[Saved data entries]
================================

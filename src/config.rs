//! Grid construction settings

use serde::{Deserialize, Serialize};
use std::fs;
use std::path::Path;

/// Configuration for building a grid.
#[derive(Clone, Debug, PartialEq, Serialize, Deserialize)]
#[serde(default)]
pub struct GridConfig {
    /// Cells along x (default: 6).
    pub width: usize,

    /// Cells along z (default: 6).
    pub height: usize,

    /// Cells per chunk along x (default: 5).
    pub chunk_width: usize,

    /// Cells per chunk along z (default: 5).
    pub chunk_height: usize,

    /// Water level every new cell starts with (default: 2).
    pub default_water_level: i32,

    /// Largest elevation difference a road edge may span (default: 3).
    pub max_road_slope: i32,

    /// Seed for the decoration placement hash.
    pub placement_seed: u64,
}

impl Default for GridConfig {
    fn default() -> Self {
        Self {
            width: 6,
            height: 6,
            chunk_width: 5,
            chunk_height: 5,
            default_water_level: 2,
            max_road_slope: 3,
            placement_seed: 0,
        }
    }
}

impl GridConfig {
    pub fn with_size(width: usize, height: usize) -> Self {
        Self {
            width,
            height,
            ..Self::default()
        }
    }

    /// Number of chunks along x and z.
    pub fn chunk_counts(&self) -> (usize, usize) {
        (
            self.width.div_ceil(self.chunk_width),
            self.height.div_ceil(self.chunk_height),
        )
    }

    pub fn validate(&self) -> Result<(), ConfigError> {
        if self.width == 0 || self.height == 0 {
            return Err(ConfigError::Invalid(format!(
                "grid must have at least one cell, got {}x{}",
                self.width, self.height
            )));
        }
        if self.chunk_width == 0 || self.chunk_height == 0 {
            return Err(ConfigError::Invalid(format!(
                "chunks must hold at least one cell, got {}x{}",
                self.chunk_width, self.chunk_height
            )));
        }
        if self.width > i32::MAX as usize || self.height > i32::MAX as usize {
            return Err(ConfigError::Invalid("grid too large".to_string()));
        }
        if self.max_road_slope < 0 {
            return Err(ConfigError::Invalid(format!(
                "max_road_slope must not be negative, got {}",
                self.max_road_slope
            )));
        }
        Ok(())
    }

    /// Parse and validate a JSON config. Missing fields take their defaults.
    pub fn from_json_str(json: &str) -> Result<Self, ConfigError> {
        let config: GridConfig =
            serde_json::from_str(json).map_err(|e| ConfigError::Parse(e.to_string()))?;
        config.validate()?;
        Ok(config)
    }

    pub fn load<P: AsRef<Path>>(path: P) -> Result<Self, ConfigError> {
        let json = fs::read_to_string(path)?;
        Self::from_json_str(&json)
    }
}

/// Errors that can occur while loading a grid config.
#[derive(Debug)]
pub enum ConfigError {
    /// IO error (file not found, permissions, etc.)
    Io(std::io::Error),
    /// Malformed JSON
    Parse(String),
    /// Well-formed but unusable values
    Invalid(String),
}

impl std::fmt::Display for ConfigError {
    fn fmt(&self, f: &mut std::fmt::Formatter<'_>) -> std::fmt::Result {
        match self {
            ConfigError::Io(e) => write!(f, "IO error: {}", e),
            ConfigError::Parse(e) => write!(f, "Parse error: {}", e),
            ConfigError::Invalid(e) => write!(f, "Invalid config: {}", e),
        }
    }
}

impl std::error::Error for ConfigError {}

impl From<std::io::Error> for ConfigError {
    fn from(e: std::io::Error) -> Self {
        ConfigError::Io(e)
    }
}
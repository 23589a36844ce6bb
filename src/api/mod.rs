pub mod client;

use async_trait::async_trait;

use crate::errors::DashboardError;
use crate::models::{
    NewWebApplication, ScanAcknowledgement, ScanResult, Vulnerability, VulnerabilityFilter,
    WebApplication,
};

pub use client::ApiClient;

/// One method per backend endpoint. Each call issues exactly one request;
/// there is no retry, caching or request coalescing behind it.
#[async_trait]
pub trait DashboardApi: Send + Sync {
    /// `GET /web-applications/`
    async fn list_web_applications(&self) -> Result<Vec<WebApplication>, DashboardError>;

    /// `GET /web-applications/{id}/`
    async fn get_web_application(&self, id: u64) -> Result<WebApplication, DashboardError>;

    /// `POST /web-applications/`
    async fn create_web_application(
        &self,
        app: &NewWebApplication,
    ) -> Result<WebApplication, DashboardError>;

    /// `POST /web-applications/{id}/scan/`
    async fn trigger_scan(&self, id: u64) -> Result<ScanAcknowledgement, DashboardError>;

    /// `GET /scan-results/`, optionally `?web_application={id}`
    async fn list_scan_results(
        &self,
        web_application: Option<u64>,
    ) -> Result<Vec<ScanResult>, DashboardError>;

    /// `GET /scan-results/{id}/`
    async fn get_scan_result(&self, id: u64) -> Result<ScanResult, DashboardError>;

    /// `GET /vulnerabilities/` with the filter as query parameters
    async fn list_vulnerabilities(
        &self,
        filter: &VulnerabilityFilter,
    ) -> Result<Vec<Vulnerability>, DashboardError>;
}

================================

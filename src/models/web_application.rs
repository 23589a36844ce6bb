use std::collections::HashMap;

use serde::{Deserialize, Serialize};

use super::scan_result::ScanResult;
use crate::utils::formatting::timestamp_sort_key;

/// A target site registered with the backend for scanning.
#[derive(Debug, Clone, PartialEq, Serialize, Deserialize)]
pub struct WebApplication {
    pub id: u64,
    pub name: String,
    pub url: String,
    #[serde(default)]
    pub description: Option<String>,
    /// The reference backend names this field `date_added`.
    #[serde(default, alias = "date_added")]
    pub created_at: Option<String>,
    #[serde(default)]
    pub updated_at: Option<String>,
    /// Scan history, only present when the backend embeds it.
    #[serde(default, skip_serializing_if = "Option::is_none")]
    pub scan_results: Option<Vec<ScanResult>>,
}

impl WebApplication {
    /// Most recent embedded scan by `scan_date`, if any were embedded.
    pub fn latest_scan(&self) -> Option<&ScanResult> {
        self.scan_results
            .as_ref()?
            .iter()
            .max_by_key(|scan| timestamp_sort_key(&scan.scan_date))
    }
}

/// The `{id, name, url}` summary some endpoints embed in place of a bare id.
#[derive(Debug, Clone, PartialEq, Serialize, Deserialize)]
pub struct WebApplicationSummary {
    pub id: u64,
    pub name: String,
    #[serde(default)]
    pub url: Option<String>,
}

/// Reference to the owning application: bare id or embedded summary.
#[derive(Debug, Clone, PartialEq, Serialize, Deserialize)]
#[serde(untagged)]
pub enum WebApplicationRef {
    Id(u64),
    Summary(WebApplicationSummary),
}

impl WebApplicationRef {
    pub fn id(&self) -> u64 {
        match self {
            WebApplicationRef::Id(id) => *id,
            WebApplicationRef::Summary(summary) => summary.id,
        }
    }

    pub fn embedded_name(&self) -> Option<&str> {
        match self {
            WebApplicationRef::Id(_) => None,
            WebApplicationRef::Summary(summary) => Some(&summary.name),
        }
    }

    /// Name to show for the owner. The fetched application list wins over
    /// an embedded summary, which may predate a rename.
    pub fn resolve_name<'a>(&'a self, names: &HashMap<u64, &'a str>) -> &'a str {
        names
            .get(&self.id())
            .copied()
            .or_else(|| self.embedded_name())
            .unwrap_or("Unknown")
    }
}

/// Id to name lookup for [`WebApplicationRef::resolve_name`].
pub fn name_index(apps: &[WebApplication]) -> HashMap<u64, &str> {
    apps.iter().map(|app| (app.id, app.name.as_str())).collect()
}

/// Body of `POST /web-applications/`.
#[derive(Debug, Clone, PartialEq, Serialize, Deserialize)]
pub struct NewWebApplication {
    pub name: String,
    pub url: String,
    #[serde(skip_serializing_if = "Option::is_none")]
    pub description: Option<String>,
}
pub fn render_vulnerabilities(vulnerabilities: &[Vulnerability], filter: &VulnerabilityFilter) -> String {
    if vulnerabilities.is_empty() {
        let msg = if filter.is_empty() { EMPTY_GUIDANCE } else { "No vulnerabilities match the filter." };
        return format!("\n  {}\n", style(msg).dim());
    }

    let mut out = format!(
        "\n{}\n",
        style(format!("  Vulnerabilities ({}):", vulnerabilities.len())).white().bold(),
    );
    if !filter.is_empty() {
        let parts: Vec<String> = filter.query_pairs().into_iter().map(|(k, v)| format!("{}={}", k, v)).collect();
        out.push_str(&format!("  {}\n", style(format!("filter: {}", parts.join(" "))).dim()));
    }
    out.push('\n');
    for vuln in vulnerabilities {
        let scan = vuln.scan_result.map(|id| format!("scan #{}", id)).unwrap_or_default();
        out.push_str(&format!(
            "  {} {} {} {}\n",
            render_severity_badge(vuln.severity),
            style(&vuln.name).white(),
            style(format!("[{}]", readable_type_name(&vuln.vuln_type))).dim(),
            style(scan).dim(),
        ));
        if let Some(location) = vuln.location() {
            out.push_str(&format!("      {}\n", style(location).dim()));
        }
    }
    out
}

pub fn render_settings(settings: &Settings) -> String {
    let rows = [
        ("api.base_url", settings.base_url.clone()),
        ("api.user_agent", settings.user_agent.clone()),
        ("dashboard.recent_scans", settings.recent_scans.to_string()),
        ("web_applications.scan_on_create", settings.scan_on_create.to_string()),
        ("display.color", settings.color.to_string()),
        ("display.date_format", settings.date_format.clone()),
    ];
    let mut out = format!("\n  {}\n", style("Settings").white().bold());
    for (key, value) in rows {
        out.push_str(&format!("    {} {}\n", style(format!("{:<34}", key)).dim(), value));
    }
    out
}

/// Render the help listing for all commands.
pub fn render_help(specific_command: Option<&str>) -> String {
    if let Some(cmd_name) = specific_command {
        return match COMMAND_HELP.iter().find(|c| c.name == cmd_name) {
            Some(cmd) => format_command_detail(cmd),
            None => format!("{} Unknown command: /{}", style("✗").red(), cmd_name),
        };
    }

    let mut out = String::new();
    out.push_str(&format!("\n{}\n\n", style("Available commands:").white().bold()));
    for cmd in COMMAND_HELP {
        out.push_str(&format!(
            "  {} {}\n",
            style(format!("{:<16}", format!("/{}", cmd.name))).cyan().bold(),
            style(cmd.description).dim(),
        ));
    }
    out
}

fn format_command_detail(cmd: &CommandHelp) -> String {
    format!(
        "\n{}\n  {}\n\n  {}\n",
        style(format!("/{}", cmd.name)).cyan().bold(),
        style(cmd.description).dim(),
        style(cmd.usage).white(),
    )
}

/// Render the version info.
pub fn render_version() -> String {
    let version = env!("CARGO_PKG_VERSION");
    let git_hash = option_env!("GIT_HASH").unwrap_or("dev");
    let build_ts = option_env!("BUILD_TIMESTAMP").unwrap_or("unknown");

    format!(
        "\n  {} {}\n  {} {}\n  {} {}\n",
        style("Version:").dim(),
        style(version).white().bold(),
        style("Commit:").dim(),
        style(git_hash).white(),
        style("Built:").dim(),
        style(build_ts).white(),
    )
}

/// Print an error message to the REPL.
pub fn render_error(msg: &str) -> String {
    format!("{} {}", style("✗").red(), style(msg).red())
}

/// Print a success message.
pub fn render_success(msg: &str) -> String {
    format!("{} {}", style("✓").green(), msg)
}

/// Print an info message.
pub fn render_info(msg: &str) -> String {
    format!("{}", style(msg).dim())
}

================================

Problem details
Give again exactly, and only, the lines above starting at the one with "of a bare id." and ending at the one with "pub fn name_index(apps: &[WebApplication])".

Answer to this problem
/// The `{id, name, url}` summary some endpoints embed in place of a bare id.
#[derive(Debug, Clone, PartialEq, Serialize, Deserialize)]
pub struct WebApplicationSummary {
    pub id: u64,
    pub name: String,
    #[serde(default)]
    pub url: Option<String>,
}

/// Reference to the owning application: bare id or embedded summary.
#[derive(Debug, Clone, PartialEq, Serialize, Deserialize)]
#[serde(untagged)]
pub enum WebApplicationRef {
    Id(u64),
    Summary(WebApplicationSummary),
}

impl WebApplicationRef {
    pub fn id(&self) -> u64 {
        match self {
            WebApplicationRef::Id(id) => *id,
            WebApplicationRef::Summary(summary) => summary.id,
        }
    }

    pub fn embedded_name(&self) -> Option<&str> {
        match self {
            WebApplicationRef::Id(_) => None,
            WebApplicationRef::Summary(summary) => Some(&summary.name),
        }
    }

    /// Name to show for the owner. The fetched application list wins over
    /// an embedded summary, which may predate a rename.
    pub fn resolve_name<'a>(&'a self, names: &HashMap<u64, &'a str>) -> &'a str {
        names
            .get(&self.id())
            .copied()
            .or_else(|| self.embedded_name())
            .unwrap_or("Unknown")
    }
}

/// Id to name lookup for [`WebApplicationRef::resolve_name`].
pub fn name_index(apps: &[WebApplication]) -> HashMap<u64, &str> {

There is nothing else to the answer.